It is difficult to imagine a measure that shows more disrespect for sperm donors and recipients than the recent decision by Victoria, Australia (see BioNews 841). The State Legislature of Victoria has decided unilaterally to break their agreements with the men who donated before 1998 and will reveal their identity.
Retrospective legislation on donor anonymity is morally wrong because it is:
a) disrespectful – it implies that the donor is solely used as a means to serve someone else’s interests.
b) unfair – in essence, it is a form of abuse of power by the government.
c) ungrateful – the government increases the costs for donors such that the majority would not have donated if they had known their identity would be revealed. They have been cheated into donating.
d) immoral – the autonomy of donors and recipients is expressed in their informed consent. Unilateral changes afterwards violate the donors’ and the recipients’ autonomy. It makes their consent null and void (1).
This change of law may have a tremendous impact on donor recruitment everywhere. Donors can no longer rely on what has been promised to them. If we want to be honest with candidate donors, we have to inform them that in the future the government might change its mind and, perhaps, recognise them as the legal parents of donor offspring and force them to pay maintenance for the child. Since the rights of the child are absolute, no one can say with certainly that no retrospective changes will be made on these points in the countries that have lifted donor anonymity. It would also be smart for clinics to put this clause in the consent form so that they cannot be brought to court if it happens. Since the countries that abolished donor anonymity are trying to outdo each other to show that they are the champions of children’s rights, UK donors should start worrying. I did not hear an outcry of indignation among the people involved in gamete donation in the UK after the announcement by Victoria. Things are not looking good for British sperm donors.

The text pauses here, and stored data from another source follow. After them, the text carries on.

/// Outcome of one fully drained slice.
#[derive(Debug, Clone, PartialEq, Eq)]
pub struct SliceResult {
    pub found: bool,
    pub password: Option<String>,
    pub tried: u64,
    pub duration_ms: u64,
}

/// Caller-side hooks for a running slice.
///
/// `on_checkpoint` fires under the progress mutex, so invocations are
/// totally ordered and `tried` values strictly increase within one job.
pub trait SliceObserver: Send + Sync {
    /// Each worker announces itself once per job, before its first fetch.
    fn on_worker_start(&self, _slot: usize, _thread: thread::ThreadId) {}
    /// The first `tried` indices of the slice have all been verified.
    fn on_checkpoint(&self, _tried: u64, _per_worker: &[u64]) {}
    /// External cancellation, polled every iteration.
    fn is_stop_requested(&self) -> bool {
        false
    }
}

/// Observer for callers that only want the final [`SliceResult`].
impl SliceObserver for () {}

struct Cursor {
    done_prefix: u64,
    last_emitted: u64,
}

/// All state for one published assignment. Created on publication,
/// dropped once the final result is reported.
struct Job {
    verifier: Arc<dyn Verify>,
    observer: Arc<dyn SliceObserver>,
    start_index: u64,
    count: u64,
    checkpoint_every: u64,
    next_rel: AtomicU64,
    done_map: Vec<AtomicBool>,
    per_worker_tried: Vec<AtomicU64>,
    total_tried: AtomicU64,
    stop: AtomicBool,
    password: OnceLock<String>,
    fatal: Mutex<Option<CryptError>>,
    cursor: Mutex<Cursor>,
    latch: Latch,
}

impl Job {
    /// Advance the contiguous done-prefix and emit every milestone it
    /// crossed. Serialized by the cursor mutex; `done_map` entries are
    /// acquire-loaded against the workers' release stores.
    fn update_progress(&self) {
        let mut cursor = self.cursor.lock().unwrap();
        let mut prefix = cursor.done_prefix;
        while prefix < self.count && self.done_map[prefix as usize].load(Ordering::Acquire) {
            prefix += 1;
        }
        if prefix == cursor.done_prefix {
            return;
        }
        cursor.done_prefix = prefix;

        let every = self.checkpoint_every;
        let mut milestone = (cursor.last_emitted / every + 1) * every;
        while milestone <= prefix {
            self.emit(milestone, &mut cursor);
            milestone += every;
        }
        // Terminal checkpoint: the whole slice is done, even when `count`
        // is not a multiple of the period.
        if prefix == self.count && cursor.last_emitted < self.count {
            self.emit(self.count, &mut cursor);
        }
    }

    fn emit(&self, milestone: u64, cursor: &mut Cursor) {
        let snapshot: Vec<u64> = self
            .per_worker_tried
            .iter()
            .map(|c| c.load(Ordering::Relaxed))
            .collect();
        self.observer.on_checkpoint(milestone, &snapshot);
        cursor.last_emitted = milestone;
    }

    fn record_fatal(&self, err: CryptError) {
        let mut fatal = self.fatal.lock().unwrap();
        if fatal.is_none() {
            *fatal = Some(err);
        }
    }
}

/// Countdown latch: every worker arrives exactly once per job (a drop guard
/// covers panicking verify calls), and the publisher waits for all of them.
struct Latch {
    remaining: Mutex<usize>,
    all_done: Condvar,
}

impl Latch {
    fn new(n: usize) -> Latch {
        Latch {
            remaining: Mutex::new(n),
            all_done: Condvar::new(),
        }
    }

    fn arrive(&self) {
        let mut remaining = self.remaining.lock().unwrap();
        *remaining = remaining.saturating_sub(1);
        if *remaining == 0 {
            self.all_done.notify_all();
        }
    }

    fn wait(&self) {
        let mut remaining = self.remaining.lock().unwrap();
        while *remaining > 0 {
            remaining = self.all_done.wait(remaining).unwrap();
        }
    }
}

struct ArrivalGuard<'a>(&'a Latch);

impl Drop for ArrivalGuard<'_> {
    fn drop(&mut self) {
        self.0.arrive();
    }
}

struct PoolState {
    job: Option<Arc<Job>>,
    version: u64,
    shutdown: bool,
}

struct Shared {
    state: Mutex<PoolState>,
    wake: Condvar,
}
//! # Shadow — Shadow-File Hash Extraction
//!
//! Reads colon-separated shadow-style records: first field username, second
//! field the stored hash (which doubles as the crypt setting). Blank lines
//! and `#` comments are skipped. The placeholders `!`, `*`, `x`, and an
//! empty field mark accounts with no crackable hash.

use std::path::Path;

use anyhow::{Context, Result};

/// Second-field markers that mean "no crackable hash".
pub const PLACEHOLDERS: [&str; 3] = ["!", "*", "x"];

/// Whether a second field holds a hash a campaign can target.
pub fn is_crackable(hash: &str) -> bool {
    !hash.is_empty() && !PLACEHOLDERS.contains(&hash)
}

/// Extract the raw second field for `username`, placeholder or not.
/// Returns `None` when no record matches.
pub fn find_hash<'a>(content: &'a str, username: &str) -> Option<&'a str> {
    for line in content.lines() {
        let line = line.trim_end_matches('\r');
        if line.trim().is_empty() || line.starts_with('#') {
            continue;
        }
        let mut fields = line.split(':');
        if fields.next() == Some(username) {
            return Some(fields.next().unwrap_or(""));
        }
    }
    None
}

/// Read a shadow file and return `username`'s hash, or `None` when the user
/// is missing or the entry is locked/placeholder.
pub fn load_hash(path: &Path, username: &str) -> Result<Option<String>> {
    let content = std::fs::read_to_string(path)
        .with_context(|| format!("reading shadow file {}", path.display()))?;
    Ok(find_hash(&content, username)
        .filter(|h| is_crackable(h))
        .map(|h| h.to_string()))
}
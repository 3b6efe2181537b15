//! # Verifier — Stored-Hash Verification Strategies
//!
//! A stored hash is verified by re-hashing the candidate under it and
//! comparing bytes. Two strategies share the [`Verify`] capability:
//!
//! - **Native**: the platform crypt library handles the setting directly
//!   (sha512-crypt, bcrypt, yescrypt, ...).
//! - **APR1**: system crypt usually lacks Apache's `$apr1$` scheme, so each
//!   verification shells out to `openssl passwd -apr1`. Slow, but campaigns
//!   stop on first match, and APR1 hashes are rare.
//!
//! The strategy is picked once from the stored hash prefix; the pool only
//! sees the trait.

use std::io::Read;
use std::process::{Child, Command, Stdio};
use std::time::{Duration, Instant};

use tracing::debug;

use crate::crypt::{self, CryptError};

/// Stored-hash prefix that selects APR1 mode.
pub const APR1_PREFIX: &str = "$apr1$";

/// Wall-clock cap on one `openssl passwd` invocation.
pub const APR1_TIMEOUT: Duration = Duration::from_secs(5);

const CHILD_POLL: Duration = Duration::from_millis(10);

/// Capability the worker pool verifies candidates through.
///
/// `Err` is reserved for the fatal missing-crypt-binding case; every
/// per-candidate failure mode (timeout, bad exit, null hash) is an
/// ordinary `Ok(false)`.
pub trait Verify: Send + Sync {
    fn verify(&self, candidate: &str) -> Result<bool, CryptError>;
}

/// Verification strategy for one stored hash.
#[derive(Debug, Clone)]
pub enum Verifier {
    /// Exact-match against the stored hash via the platform crypt library.
    Native { stored: String },
    /// `$apr1$` hashes: one `openssl passwd -apr1` child per candidate.
    Apr1 {
        stored: String,
        salt: String,
        openssl: String,
        timeout: Duration,
    },
}

impl Verifier {
    /// Select the strategy from the stored hash prefix.
    pub fn for_hash(stored: &str) -> Verifier {
        match apr1_salt(stored) {
            Some(salt) => Verifier::Apr1 {
                stored: stored.to_string(),
                salt: salt.to_string(),
                openssl: "openssl".to_string(),
                timeout: APR1_TIMEOUT,
            },
            None => Verifier::Native {
                stored: stored.to_string(),
            },
        }
    }

    pub fn stored(&self) -> &str {
        match self {
            Verifier::Native { stored } => stored,
            Verifier::Apr1 { stored, .. } => stored,
        }
    }

    fn verify_apr1(
        stored: &str,
        salt: &str,
        openssl: &str,
        timeout: Duration,
        candidate: &str,
    ) -> bool {
        // Own process group so a hung child can be torn down with its
        // descendants in one SIGKILL.
        let spawned = {
            use std::os::unix::process::CommandExt;
            Command::new(openssl)
                .args(["passwd", "-apr1", "-salt", salt, candidate])
                .stdin(Stdio::null())
                .stdout(Stdio::piped())
                .stderr(Stdio::null())
                .process_group(0)
                .spawn()
        };
        let mut child = match spawned {
            Ok(c) => c,
            Err(e) => {
                debug!(error = %e, "openssl spawn failed; counting as non-match");
                return false;
            }
        };

        let start = Instant::now();
        loop {
            match child.try_wait() {
                Ok(Some(status)) => {
                    if !status.success() {
                        return false;
                    }
                    let mut stdout = String::new();
                    if let Some(mut out) = child.stdout.take() {
                        if out.read_to_string(&mut stdout).is_err() {
                            return false;
                        }
                    }
                    let produced = stdout.trim();
                    return !produced.is_empty() && produced == stored;
                }
                Ok(None) => {
                    if start.elapsed() > timeout {
                        debug!(
                            timeout_secs = timeout.as_secs(),
                            "openssl timed out; killing process group"
                        );
                        kill_tree(&mut child);
                        return false;
                    }
                    std::thread::sleep(CHILD_POLL);
                }
                Err(_) => {
                    let _ = child.kill();
                    let _ = child.wait();
                    return false;
                }
            }
        }
    }
}

impl Verify for Verifier {
    fn verify(&self, candidate: &str) -> Result<bool, CryptError> {
        match self {
            Verifier::Native { stored } => {
                Ok(crypt::crypt_wrap(candidate, stored)?.as_deref() == Some(stored.as_str()))
            }
            Verifier::Apr1 {
                stored,
                salt,
                openssl,
                timeout,
            } => Ok(Verifier::verify_apr1(stored, salt, openssl, *timeout, candidate)),
        }
    }
}

/// Extract the salt (second `$`-delimited token) from an `$apr1$salt$hash`
/// string. `None` when the prefix does not match.
fn apr1_salt(stored: &str) -> Option<&str> {
    let rest = stored.strip_prefix(APR1_PREFIX)?;
    Some(rest.split('$').next().unwrap_or(rest))
}

/// SIGKILL the child's whole process group, then reap it.
fn kill_tree(child: &mut Child) {
    let pgid = child.id() as i32;
    unsafe {
        libc::kill(-pgid, libc::SIGKILL);
    }
    let _ = child.wait();
}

This law is not only disrespectful, it may also have disastrous consequences for the donor and his family. The contact veto, presented as a measure to respect the privacy of the donor, will not be able to prevent a donor from being known and his family from being informed about his donation. Moreover, it suffices to read the conditions and stipulations in the law about the contact preference to see that it is a mockery – restrictions on contact are made as difficult as possible and place a huge administrative burden on the donor. It is predictable that the majority of the donors will not be happy with contact. If they would accept being known and contacted, they would have already listed themselves on the voluntary register. This position will certainly also affect the way they will react to their offspring. What good will come from connecting people when one party feels unjustly treated and forced into contact?
The possibility of bad consequences applies both to donors and recipients because the retrospective change equally violates the agreement with the recipients. On the basis of the rules at the moment of treatment, they have made decisions that are now overturned. They may have decided to tell or not to tell their children they were donor conceived on the basis of this anonymity, or they may have accepted the donation on the condition of anonymity. In fact, it can be argued that the situation is even worse for recipients since the law in Victoria also gives the donor the right to obtain the identity of the donor offspring. So children who do not know they are donor conceived will be told that their donor has made an application for the disclosure of their identity (2). How is that in the best interests of the child? They and their families will be overjoyed by this news!
The attitude underlying the change of law is not only immoral, it also shows a simplistic perspective on the practice of donation. A single-minded focus on the presumed rights of the child will inevitably violate the wishes, views and rights of the other people involved. And then lawmakers are surprised when donors and recipients move away from the clinics and look for a solution elsewhere. This looks like a very reasonable thing to do. One frequently sees the argument (also used by the HFEA, Human Fertilisation and Embryology Authority), that people should stay away from private arrangements on the internet and abroad mainly because it offers no legal protection to the participants. But where is the legal protection now? If people can no longer trust the law, it seems that they should move away from the clinics and make their own arrangements.
All this is claimed to protect the best interests of the children. Do they really believe this?